Gödre (Gödring or Kedri, Đudra) is a village (község) in Hegyhát District, northern Baranya county, in the Southern Transdanubia region of Hungary. Its population at the 2011 census was 913.

== Geography ==
The village is located at 46° 17′ 13″ N, 17° 58′ 24″ E. Its area is 39.93 km2. It is part of the Southern Transdanubia statistical region, and administratively it falls under Baranya County and then Hegyhát District. It lies 10.8 km northwest of the town of Sásd and 31.2 km northwest of Pécs.

== Demographics ==
=== 2011 census ===
As of the census of 2011, there were 913 residents, 348 households, and 264 families living in the village. The population density was 59 /mi2. There were 398 dwellings at an average density of 26 /mi2. The average household size was 2.64. The average number of children was 1.14. The average family size was 2.91.
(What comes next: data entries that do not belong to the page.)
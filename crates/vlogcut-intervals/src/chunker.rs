//! Fixed-width condensation of a source's timeline.

use vlogcut_models::{format_seconds, ContentChunk, EventKind, TimestampedEvent};
use vlogcut_oracle::truncate_chars;

/// Default chunk window width in seconds.
pub const DEFAULT_CHUNK_WIDTH_SECS: f64 = 15.0;

/// Character budget for the rendered digest sent to the oracle.
pub const DEFAULT_DIGEST_CHARS: usize = 2000;

const MAX_ITEMS_PER_CHUNK: usize = 3;
const VISUAL_PREVIEW_CHARS: usize = 50;

/// Condense one source's sorted events into windows of `width_secs`.
///
/// An event at or past `window_start + width_secs` closes the current window
/// and opens the next one. The last window is always emitted.
pub fn chunk_events(events: &[TimestampedEvent], width_secs: f64) -> Vec<ContentChunk> {
    let Some(first) = events.first() else {
        return Vec::new();
    };

    let mut chunks = Vec::new();
    let mut window_start = first.timestamp_secs;
    let mut window: Vec<&TimestampedEvent> = Vec::new();

    for event in events {
        if event.timestamp_secs - window_start >= width_secs {
            if !window.is_empty() {
                chunks.push(condense(&window, window_start, event.timestamp_secs - window_start));
            }
            window_start = event.timestamp_secs;
            window.clear();
        }
        window.push(event);
    }

    if !window.is_empty() {
        let last_ts = events.last().map(|e| e.timestamp_secs).unwrap_or(window_start);
        chunks.push(condense(&window, window_start, last_ts - window_start));
    }

    chunks
}

fn condense(window: &[&TimestampedEvent], start_secs: f64, duration_secs: f64) -> ContentChunk {
    let condensed_text = window
        .iter()
        .filter_map(|e| match e.kind {
            EventKind::Transcript if !e.text.is_empty() => Some(e.attributed_text()),
            EventKind::Transcript => None,
            EventKind::Keyframe => Some(format!(
                "[Visual: {}...]",
                truncate_chars(&e.text, VISUAL_PREVIEW_CHARS)
            )),
        })
        .take(MAX_ITEMS_PER_CHUNK)
        .collect::<Vec<_>>()
        .join(" | ");

    ContentChunk {
        source_id: window[0].source_id.clone(),
        start_secs,
        duration_secs,
        condensed_text,
    }
}

/// Render chunks as `HH:MM:SS (12.0s): text` lines, cut to `max_chars`.
pub fn render_chunks_for_prompt(chunks: &[ContentChunk], max_chars: usize) -> String {
    let rendered = chunks
        .iter()
        .map(|c| {
            format!(
                "{} ({:.1}s): {}",
                format_seconds(c.start_secs),
                c.duration_secs,
                c.condensed_text
            )
        })
        .collect::<Vec<_>>()
        .join("\n");

    let truncated = truncate_chars(&rendered, max_chars);
    if truncated.len() < rendered.len() {
        format!("{}...", truncated)
    } else {
        rendered
    }
}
Religious affiliation was 67.0% Roman Catholic, 2.4% Calvinist, 0.4% Lutheran, 0.2% other religion, and 9.3% unaffiliated, with 20.7% declining to answer.
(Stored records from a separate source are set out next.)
//! Job registry.

use std::collections::HashMap;
use std::sync::Arc;

use async_trait::async_trait;
use tokio::sync::RwLock;

use vlogcut_models::{JobId, JobRecord};

use crate::error::{WorkerError, WorkerResult};

/// Storage for job records.
#[async_trait]
pub trait JobStore: Send + Sync {
    /// Insert a new record; fails if the id is taken.
    async fn create(&self, record: &JobRecord) -> WorkerResult<()>;

    async fn get(&self, id: &JobId) -> WorkerResult<Option<JobRecord>>;

    /// Replace an existing record; fails if it does not exist.
    async fn update(&self, record: &JobRecord) -> WorkerResult<()>;

    /// Returns whether a record was removed.
    async fn delete(&self, id: &JobId) -> WorkerResult<bool>;

    /// Records ordered by creation time, newest first.
    async fn list(&self, limit: Option<usize>) -> WorkerResult<Vec<JobRecord>>;
}

/// Process-local [`JobStore`].
#[derive(Debug, Clone, Default)]
pub struct InMemoryJobStore {
    jobs: Arc<RwLock<HashMap<JobId, JobRecord>>>,
}

impl InMemoryJobStore {
    pub fn new() -> Self {
        Self::default()
    }
}

#[async_trait]
impl JobStore for InMemoryJobStore {
    async fn create(&self, record: &JobRecord) -> WorkerResult<()> {
        let mut jobs = self.jobs.write().await;
        if jobs.contains_key(&record.id) {
            return Err(WorkerError::JobExists(record.id.clone()));
        }
        jobs.insert(record.id.clone(), record.clone());
        Ok(())
    }

    async fn get(&self, id: &JobId) -> WorkerResult<Option<JobRecord>> {
        Ok(self.jobs.read().await.get(id).cloned())
    }

    async fn update(&self, record: &JobRecord) -> WorkerResult<()> {
        let mut jobs = self.jobs.write().await;
        match jobs.get_mut(&record.id) {
            Some(existing) => {
                *existing = record.clone();
                Ok(())
            }
            None => Err(WorkerError::JobNotFound(record.id.clone())),
        }
    }

    async fn delete(&self, id: &JobId) -> WorkerResult<bool> {
        Ok(self.jobs.write().await.remove(id).is_some())
    }

    async fn list(&self, limit: Option<usize>) -> WorkerResult<Vec<JobRecord>> {
        let jobs = self.jobs.read().await;
        let mut records: Vec<JobRecord> = jobs.values().cloned().collect();
        records.sort_by(|a, b| b.created_at.cmp(&a.created_at).then_with(|| a.id.cmp(&b.id)));
        if let Some(limit) = limit {
            records.truncate(limit);
        }
        Ok(records)
    }
}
The village had an ethnic minority German population of 11.5% and a Roma population of 8.4%. A small number of residents also identified as Bulgarian, Croat and other, non-native to Hungary, totaling less than 1%. The majority declared themselves as Hungarian (82.9%), with 16.7% declining to answer. (Note: As a person can affiliate themselves with more than one ethnic group (nationality), the totals may be greater than 100%.)

== Local government ==
The village is governed by a mayor with a four-person council. The local government of the village operates a joint council office with the nearby localities of Baranyaszentgyörgy, Felsőegerszeg, Meződ, Palé, Sásd, Varga and Vázsnok. The seat of the joint council is in Sásd.

As of the election of 2019, the village also has local minority self-governments for its German and Roma communities, each with three elected representatives.

== Transportation ==
=== Railway ===
- Sásd Train Station, 13 km to the southeast of the village. The station is on the Pusztaszabolcs–Pécs and Dombóvár-Komló railway lines and is operated by MÁV.